Sydney arts festival boycott successful

9 March 2014
Van Thanh Rudd

A public and determined boycott campaign has notched an important win for opponents of mandatory detention. The Sydney Biennale arts festival announced on 7 March that it is cutting ties with Transfield.

The event, promoted as “Australia’s largest and most exciting contemporary visual arts festival”, might seem a world away from the horrors of Australia’s gulags. But it has long been funded by Transfield, a mandatory detention contractor.

In 2012, on the bank of the Yarra River in Melbourne’s CBD, I set fire to an artwork of mine called No Nauru. It was a response to the Australian Labor Party reopening offshore detention facilities and granting $24.5 million to the multinational corporation Transfield to provide services and infrastructure on Nauru.

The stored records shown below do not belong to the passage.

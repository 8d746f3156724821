// autocomplete-check: Check whether words are in the word list.
//
// Prints one line per word:
//   word: yes    (in the word list)
//   word: no     (not in the word list)
//
// Usage:
//   autocomplete-check [-w WORDS] [WORD...]
//
// Options:
//   -w, --words PATH   Word list file (or directory with words.txt)
//   -h, --help         Print help

use std::io::{self, BufRead, Write};

fn main() {
    autocomplete_cli::init_logging();
    let args: Vec<String> = std::env::args().skip(1).collect();
    let (words_path, args) = autocomplete_cli::parse_words_path(&args);

    if autocomplete_cli::wants_help(&args) {
        println!("autocomplete-check: Check whether words are in the word list.");
        println!();
        println!("Usage: autocomplete-check [-w WORDS] [WORD...]");
        println!();
        println!("If WORD arguments are given, checks each of them.");
        println!("Otherwise reads words from stdin (one per line, taken verbatim).");
        println!();
        println!("Options:");
        println!("  -w, --words PATH   Word list file (or directory with words.txt)");
        println!("  -h, --help         Print this help");
        return;
    }

    let ac = autocomplete_cli::load_autocompleter(words_path.as_deref())
        .unwrap_or_else(|e| autocomplete_cli::fatal(&e));

    let stdout = io::stdout();
    let mut out = io::BufWriter::new(stdout.lock());
    let mut check = |word: &str| {
        let answer = if ac.contains(word) { "yes" } else { "no" };
        let _ = writeln!(out, "{word}: {answer}");
    };

    if args.is_empty() {
        let stdin = io::stdin();
        for line in stdin.lock().lines() {
            match line {
                Ok(word) => check(&word),
                Err(e) => {
                    eprintln!("error reading stdin: {e}");
                    break;
                }
            }
        }
    } else {
        for word in &args {
            check(word);
        }
    }
}
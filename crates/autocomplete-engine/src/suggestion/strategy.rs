// Suggestion strategy orchestration: prefix completion first, edit-distance
// ranking only when no completion exists.

use autocomplete_trie::PrefixIndex;

use super::generators::{ClosestWords, PrefixCompletion, SuggestionGenerator};
use super::status::SuggestionStatus;

/// Number of closest words returned when no vocabulary word has the prefix.
pub const DEFAULT_MAX_CORRECTIONS: usize = 10;

/// A suggestion strategy holds primary and secondary generator lists.
pub struct SuggestionStrategy {
    /// Primary generators -- run first; if any produce suggestions, secondaries are skipped.
    primary_generators: Vec<Box<dyn SuggestionGenerator>>,
    /// Secondary generators -- run only if primaries produced nothing.
    generators: Vec<Box<dyn SuggestionGenerator>>,
}

impl SuggestionStrategy {
    /// Build a strategy from explicit generator lists.
    pub fn new(
        primary_generators: Vec<Box<dyn SuggestionGenerator>>,
        generators: Vec<Box<dyn SuggestionGenerator>>,
    ) -> Self {
        Self {
            primary_generators,
            generators,
        }
    }

    /// Run the strategy: execute primary generators, then secondary ones if
    /// the primaries found nothing.
    pub fn generate(&self, index: &dyn PrefixIndex, status: &mut SuggestionStatus<'_>) {
        for generator in &self.primary_generators {
            generator.generate(index, status);
        }
        if status.suggestion_count() > 0 {
            return;
        }

        log::trace!(
            "no completions for {:?}; ranking vocabulary by edit distance",
            status.query()
        );
        for generator in &self.generators {
            generator.generate(index, status);
        }
    }
}

/// Create the completion strategy: all prefix matches, else the
/// `max_corrections` closest words.
pub fn completion_strategy(max_corrections: usize) -> SuggestionStrategy {
    let primary_generators: Vec<Box<dyn SuggestionGenerator>> = vec![Box::new(PrefixCompletion)];
    let generators: Vec<Box<dyn SuggestionGenerator>> = vec![Box::new(ClosestWords {
        limit: max_corrections,
    })];
    SuggestionStrategy::new(primary_generators, generators)
}

/// Completion strategy with the default fallback size (10).
pub fn default_completion_strategy() -> SuggestionStrategy {
    completion_strategy(DEFAULT_MAX_CORRECTIONS)
}
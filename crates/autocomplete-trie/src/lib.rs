//! Prefix index over a fixed vocabulary.
//!
//! This crate provides a character trie that is built once from an ordered
//! word sequence and then queried read-only: exact membership, prefix-bounded
//! enumeration and full enumeration.
//!
//! # Architecture
//!
//! - [`node`] -- Trie nodes with children kept sorted by code point
//! - [`trie`] -- The owning [`Trie`] and its insert / lookup operations
//! - [`traversal`] -- Depth-first enumeration on an explicit stack
//!
//! Enumeration order is lexicographic by code point: children are visited in
//! ascending character order and a word is yielded before its extensions.

pub mod node;
pub mod traversal;
pub mod trie;

pub use node::TrieNode;
pub use traversal::Completions;
pub use trie::Trie;

/// Read-only prefix index interface, abstracting over the index
/// implementation so suggestion generators can take `&dyn PrefixIndex`.
pub trait PrefixIndex {
    /// Whether `word` is in the index.
    fn contains(&self, word: &str) -> bool;

    /// Every indexed word starting with `prefix`, in traversal order.
    ///
    /// Returns an empty vector as soon as the prefix path breaks.
    fn enumerate_with_prefix(&self, prefix: &str) -> Vec<String>;

    /// Every indexed word, in traversal order.
    fn enumerate_all(&self) -> Vec<String> {
        self.enumerate_with_prefix("")
    }

    /// Position of `word` in insertion order among distinct words, or `None`
    /// if it is not indexed.
    fn ordinal(&self, word: &str) -> Option<usize>;
}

Last month, Transfield again received a contract, this time worth $1.2 billion, from the Abbott government, to provide “garrison and welfare services” for Nauru and Manus Island refugee detention centres.

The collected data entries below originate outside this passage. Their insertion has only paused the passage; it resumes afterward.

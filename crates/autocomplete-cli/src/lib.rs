// autocomplete-cli: shared utilities for CLI tools.

use std::path::{Path, PathBuf};
use std::process;

use autocomplete_engine::{AutocompleteError, Autocompleter};

/// Word list file name looked up inside directories.
const WORDS_FILE: &str = "words.txt";

/// Per-user directory holding a word list.
const USER_DIR: &str = ".autocomplete";

/// Environment variable naming a word list file or its directory.
pub const WORDS_ENV: &str = "AUTOCOMPLETE_WORDS";

/// Initialise logging for a CLI tool. Verbosity is controlled by `RUST_LOG`
/// (default: warnings only).
pub fn init_logging() {
    env_logger::Builder::from_env(env_logger::Env::default().default_filter_or("warn")).init();
}

/// Search for a word list and build an Autocompleter from it.
///
/// Search order:
/// 1. `words_path` argument (if provided)
/// 2. `AUTOCOMPLETE_WORDS` environment variable
/// 3. `~/.autocomplete/words.txt`
/// 4. `/usr/share/dict/words`
/// 5. `words.txt` in the current working directory
///
/// Directories are searched for `words.txt`. The first existing file is
/// used; failing to read or decode it is an error, not a reason to keep
/// searching.
pub fn load_autocompleter(words_path: Option<&str>) -> Result<Autocompleter, String> {
    let search_paths = build_search_paths(words_path);

    for path in &search_paths {
        if path.is_file() {
            return load_file(path);
        }
    }

    Err(format!(
        "could not find a word list in any of the search paths:\n{}",
        search_paths
            .iter()
            .map(|p| format!("  - {}", p.display()))
            .collect::<Vec<_>>()
            .join("\n")
    ))
}

/// Read one word list file and build an Autocompleter from it.
pub fn load_file(path: &Path) -> Result<Autocompleter, String> {
    let data =
        std::fs::read(path).map_err(|e| format!("failed to read {}: {}", path.display(), e))?;
    let ac = Autocompleter::from_bytes(&data).map_err(|e: AutocompleteError| {
        format!("failed to load {}: {}", path.display(), e)
    })?;
    log::info!(
        "read {} words ({} distinct) from {}",
        ac.entry_count(),
        ac.len(),
        path.display()
    );
    Ok(ac)
}

/// Build the list of candidate word list files.
fn build_search_paths(words_path: Option<&str>) -> Vec<PathBuf> {
    let mut paths = Vec::new();

    // 1. Explicit path from argument
    if let Some(p) = words_path {
        push_file_or_dir(&mut paths, PathBuf::from(p));
    }

    // 2. Environment variable
    if let Ok(env_path) = std::env::var(WORDS_ENV) {
        push_file_or_dir(&mut paths, PathBuf::from(env_path));
    }

    // 3. Home directory
    if let Some(home) = home_dir() {
        paths.push(home.join(USER_DIR).join(WORDS_FILE));
    }

    // 4. System dictionary
    paths.push(PathBuf::from("/usr/share/dict/words"));

    // 5. Current directory
    if let Ok(cwd) = std::env::current_dir() {
        paths.push(cwd.join(WORDS_FILE));
    }

    paths
}

/// A directory contributes its `words.txt`; anything else is taken as a file.
fn push_file_or_dir(paths: &mut Vec<PathBuf>, path: PathBuf) {
    if path.is_dir() {
        paths.push(path.join(WORDS_FILE));
    } else {
        paths.push(path);
    }
}

/// Get the user's home directory.
fn home_dir() -> Option<PathBuf> {
    std::env::var("HOME").ok().map(PathBuf::from)
}

/// Parse a `--words=PATH` or `-w PATH` argument from command line args.
///
/// Returns `(words_path, remaining_args)`.
pub fn parse_words_path(args: &[String]) -> (Option<String>, Vec<String>) {
    let mut words_path = None;
    let mut remaining = Vec::new();
    let mut skip_next = false;

    for (i, arg) in args.iter().enumerate() {
        if skip_next {
            skip_next = false;
            continue;
        }
        if let Some(val) = arg.strip_prefix("--words=") {
            words_path = Some(val.to_string());
        } else if arg == "--words" || arg == "-w" {
            match args.get(i + 1) {
                Some(val) => {
                    words_path = Some(val.clone());
                    skip_next = true;
                }
                None => fatal(&format!("{arg} requires a value")),
            }
        } else {
            remaining.push(arg.clone());
        }
    }

    (words_path, remaining)
}

/// Print an error message and exit with code 1.
pub fn fatal(msg: &str) -> ! {
    eprintln!("error: {msg}");
    process::exit(1);
}

/// Check if `--help` or `-h` is in the args.
pub fn wants_help(args: &[String]) -> bool {
    args.iter().any(|a| a == "--help" || a == "-h")
}
// Line-delimited vocabulary format
//
// A vocabulary resource is UTF-8 text with one word per line. Words are kept
// exactly as written: no trimming, no case folding, no filtering of empty
// lines. Reading the resource is the caller's job; this module only turns
// bytes into an ordered word sequence.

/// Error type for vocabulary decoding failures.
#[derive(Debug, Clone, PartialEq, Eq, thiserror::Error)]
pub enum VocabularyError {
    /// The resource is not valid UTF-8.
    #[error("vocabulary is not valid UTF-8 (line {line}, byte offset {offset})")]
    InvalidUtf8 {
        /// 1-based line containing the first invalid byte.
        line: usize,
        /// Byte offset of the first invalid byte.
        offset: usize,
    },
}

/// Whether `c` ends a vocabulary line.
///
/// Besides `\n` and `\r` this accepts the other Unicode line and paragraph
/// separators, so word lists from any platform split the same way.
fn is_line_break(c: char) -> bool {
    matches!(
        c,
        '\n' | '\r' | '\u{0b}' | '\u{0c}' | '\u{1c}'..='\u{1e}' | '\u{85}' | '\u{2028}' | '\u{2029}'
    )
}

/// Iterator over the words of vocabulary text. See [`lines`].
#[derive(Debug, Clone)]
pub struct Lines<'a> {
    rest: &'a str,
}

impl<'a> Iterator for Lines<'a> {
    type Item = &'a str;

    fn next(&mut self) -> Option<&'a str> {
        if self.rest.is_empty() {
            return None;
        }
        let Some((idx, c)) = self.rest.char_indices().find(|&(_, c)| is_line_break(c)) else {
            let line = self.rest;
            self.rest = "";
            return Some(line);
        };
        let line = &self.rest[..idx];
        let mut end = idx + c.len_utf8();
        if c == '\r' && self.rest[end..].starts_with('\n') {
            end += 1;
        }
        self.rest = &self.rest[end..];
        Some(line)
    }
}

impl std::iter::FusedIterator for Lines<'_> {}

/// Split vocabulary text into words.
///
/// Lines end at `\n`, `\r\n` or a bare `\r`, and also at the remaining
/// Unicode line separators (`\x0b`, `\x0c`, `\x1c`..`\x1e`, `\u{85}`,
/// `\u{2028}`, `\u{2029}`). A terminator after the last word does not
/// produce an extra empty word, but empty lines in between are yielded as
/// `""`.
pub fn lines(text: &str) -> Lines<'_> {
    Lines { rest: text }
}

/// 1-based line number of the position just past `prefix`.
fn line_at_end(prefix: &str) -> usize {
    let complete = lines(prefix).count();
    match prefix.chars().next_back() {
        Some(c) if !is_line_break(c) => complete,
        _ => complete + 1,
    }
}

/// Decode a vocabulary resource into its ordered word sequence.
pub fn parse(data: &[u8]) -> Result<Vec<String>, VocabularyError> {
    let text = std::str::from_utf8(data).map_err(|e| {
        let offset = e.valid_up_to();
        let valid = std::str::from_utf8(&data[..offset]).unwrap_or_default();
        VocabularyError::InvalidUtf8 {
            line: line_at_end(valid),
            offset,
        }
    })?;
    Ok(lines(text).map(str::to_string).collect())
}

#[cfg(test)]
mod tests {
    use super::*;

    #[test]
    fn one_word_per_line() {
        let words = parse(b"cat\ncar\ncart\ndog\n").unwrap();
        assert_eq!(words, vec!["cat", "car", "cart", "dog"]);
    }

    #[test]
    fn missing_final_newline() {
        let words = parse(b"cat\ndog").unwrap();
        assert_eq!(words, vec!["cat", "dog"]);
    }

    #[test]
    fn crlf_line_endings() {
        let words = parse(b"cat\r\ndog\r\n").unwrap();
        assert_eq!(words, vec!["cat", "dog"]);
    }

    #[test]
    fn bare_cr_line_endings() {
        let words = parse(b"cat\rdog\r").unwrap();
        assert_eq!(words, vec!["cat", "dog"]);
    }

    #[test]
    fn mixed_line_endings() {
        let words = parse(b"cat\r\ndog\rcar\ncart").unwrap();
        assert_eq!(words, vec!["cat", "dog", "car", "cart"]);
    }

    #[test]
    fn unicode_line_separators() {
        let words = parse("cat\u{2028}dog\u{85}car\u{0c}cart\u{2029}".as_bytes()).unwrap();
        assert_eq!(words, vec!["cat", "dog", "car", "cart"]);
    }

    #[test]
    fn cr_then_empty_line() {
        let words = parse(b"cat\r\rdog").unwrap();
        assert_eq!(words, vec!["cat", "", "dog"]);
    }

    #[test]
    fn interior_empty_lines_are_kept() {
        let words = parse(b"cat\n\ndog\n").unwrap();
        assert_eq!(words, vec!["cat", "", "dog"]);
    }

    #[test]
    fn words_are_not_trimmed_or_folded() {
        let words = parse(" Cat \nDOG\n".as_bytes()).unwrap();
        assert_eq!(words, vec![" Cat ", "DOG"]);
    }

    #[test]
    fn empty_resource_is_empty_vocabulary() {
        assert!(parse(b"").unwrap().is_empty());
    }

    #[test]
    fn non_ascii_words() {
        let words = parse("kissa\nkoira\nhäkki\n".as_bytes()).unwrap();
        assert_eq!(words[2], "häkki");
    }

    #[test]
    fn invalid_utf8_reports_line() {
        let err = parse(b"cat\ndog\nb\xffd\n").unwrap_err();
        assert_eq!(err, VocabularyError::InvalidUtf8 { line: 3, offset: 9 });
        assert!(err.to_string().contains("line 3"));
    }

    #[test]
    fn invalid_utf8_line_counts_bare_cr() {
        let err = parse(b"cat\rdog\r\xff\n").unwrap_err();
        assert_eq!(err, VocabularyError::InvalidUtf8 { line: 3, offset: 8 });
        let err = parse(b"\xff").unwrap_err();
        assert_eq!(err, VocabularyError::InvalidUtf8 { line: 1, offset: 0 });
    }
}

The relationship between Transfield and the Biennale prompted arts educator Matthew Kiem to call for a boycott of the event. His open letter, posted on social media in early February, argues that Transfield is profiting from the misery of refugees. “Profits from mandatory detention fund the Biennale”, he wrote.

A Facebook page called Boycott the 19th Biennale of Sydney quickly gained well over a thousand likes. A website of the same name bears the slogan “Boycott Sydney Biennale – Don’t Add Value to Detention – Boycott, Divest, Disrupt”.

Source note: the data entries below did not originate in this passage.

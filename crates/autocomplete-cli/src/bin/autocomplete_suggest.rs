// autocomplete-suggest: Suggest completions for the last word of each input.
//
// For every TEXT argument (or every stdin line when no arguments are given)
// the trailing whitespace-delimited token is completed against the word
// list. If no word starts with the token, the closest words by edit
// distance are printed instead.
//
// Usage:
//   autocomplete-suggest [-w WORDS] [OPTIONS] [TEXT...]
//
// Options:
//   -w, --words PATH           Word list file (or directory with words.txt)
//   -n, --max-corrections N    Closest words shown when nothing matches (default: 10)
//   -v, --verbose              Mark each suggestion as completion or correction
//   -h, --help                 Print help

use std::io::{self, BufRead, Write};

use autocomplete_engine::Autocompleter;

fn main() {
    autocomplete_cli::init_logging();
    let args: Vec<String> = std::env::args().skip(1).collect();
    let (words_path, args) = autocomplete_cli::parse_words_path(&args);

    if autocomplete_cli::wants_help(&args) {
        println!("autocomplete-suggest: Suggest completions for the last word of each input.");
        println!();
        println!("Usage: autocomplete-suggest [-w WORDS] [OPTIONS] [TEXT...]");
        println!();
        println!("If TEXT arguments are given, suggests for each of them.");
        println!("Otherwise reads text from stdin (one input per line).");
        println!();
        println!("Options:");
        println!("  -w, --words PATH          Word list file (or directory with words.txt)");
        println!("  -n, --max-corrections N   Closest words shown when nothing matches (default: 10)");
        println!("  -v, --verbose             Mark each suggestion as completion or correction");
        println!("  -h, --help                Print this help");
        println!();
        println!("Word lists are also searched via ${}.", autocomplete_cli::WORDS_ENV);
        return;
    }

    let mut max_corrections: Option<usize> = None;
    let mut verbose = false;
    let mut inputs: Vec<String> = Vec::new();
    let mut skip_next = false;

    for (i, arg) in args.iter().enumerate() {
        if skip_next {
            skip_next = false;
            continue;
        }
        if arg == "-n" || arg == "--max-corrections" {
            let Some(value) = args.get(i + 1) else {
                autocomplete_cli::fatal("--max-corrections requires a value");
            };
            max_corrections = Some(value.parse().unwrap_or_else(|_| {
                autocomplete_cli::fatal("invalid number for --max-corrections")
            }));
            skip_next = true;
        } else if arg == "-v" || arg == "--verbose" {
            verbose = true;
        } else {
            inputs.push(arg.clone());
        }
    }

    let mut ac = autocomplete_cli::load_autocompleter(words_path.as_deref())
        .unwrap_or_else(|e| autocomplete_cli::fatal(&e));
    if let Some(n) = max_corrections {
        ac.set_max_corrections(n);
    }

    let stdout = io::stdout();
    let mut out = io::BufWriter::new(stdout.lock());

    let suggest_text = |text: &str, ac: &Autocompleter, out: &mut io::BufWriter<io::StdoutLock<'_>>| {
        let token = autocomplete_core::trailing_token(text);
        let suggestions = ac.suggest_detailed(token);
        if suggestions.is_empty() {
            let _ = writeln!(out, "{token}: (no suggestions)");
            return;
        }
        let _ = writeln!(out, "{token}:");
        for s in &suggestions {
            if verbose {
                let _ = writeln!(out, "  {} ({}, distance {})", s.word, s.kind, s.distance);
            } else {
                let _ = writeln!(out, "  {}", s.word);
            }
        }
    };

    if inputs.is_empty() {
        let stdin = io::stdin();
        for line in stdin.lock().lines() {
            let line = match line {
                Ok(l) => l,
                Err(e) => {
                    eprintln!("error reading stdin: {e}");
                    break;
                }
            };
            suggest_text(&line, &ac, &mut out);
        }
    } else {
        for text in &inputs {
            suggest_text(text, &ac, &mut out);
        }
    }
}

One of the aims of the boycott was to convince the 90 artists presenting exhibits to pull out. There was a decent response – more than 30 Biennale artists formed a working group to pressure the directors to sever ties with Transfield.

A protest action in support of the boycott was planned for 24 February. It was to be held at the Australian Centre for Contemporary Art – next to the Victorian College of the Arts, where a Biennale promotional event was to occur. However, in the boycott’s first small victory, the promotional event was cancelled. The protesters instead had a meeting to plan further boycott strategies.

At this stage, Biennale directors, however, remain unmoved: “We unanimously believe that our loyalty to the Belgiorno-Nettis family [owners of Transfield] and the hundreds of thousands of people who benefit from the Biennale must override claims over which there is ambiguity”, said the directors in response.

But pressure continued to build. An initial group of five artists withdrew their work, then another four. An installer, Peter Nelson, also resigned. “The relationship between the Biennale and the punitive practice of mandatory detention is a context that I feel I am unable to work within”, he said.

Eventually, the boycott proved effective. “We have listened to the artists who are the heart of the Biennale and have decided to end our partnership with Transfield effective immediately”, read the Biennale organisers statement.

[A public forum, “Artists, Boycotts and Movements”, supported by the Victorian College of the Arts Student Association, is scheduled for 18 March, 1-2pm, Cinema 2, VCA, St Kilda Rd, Melbourne.]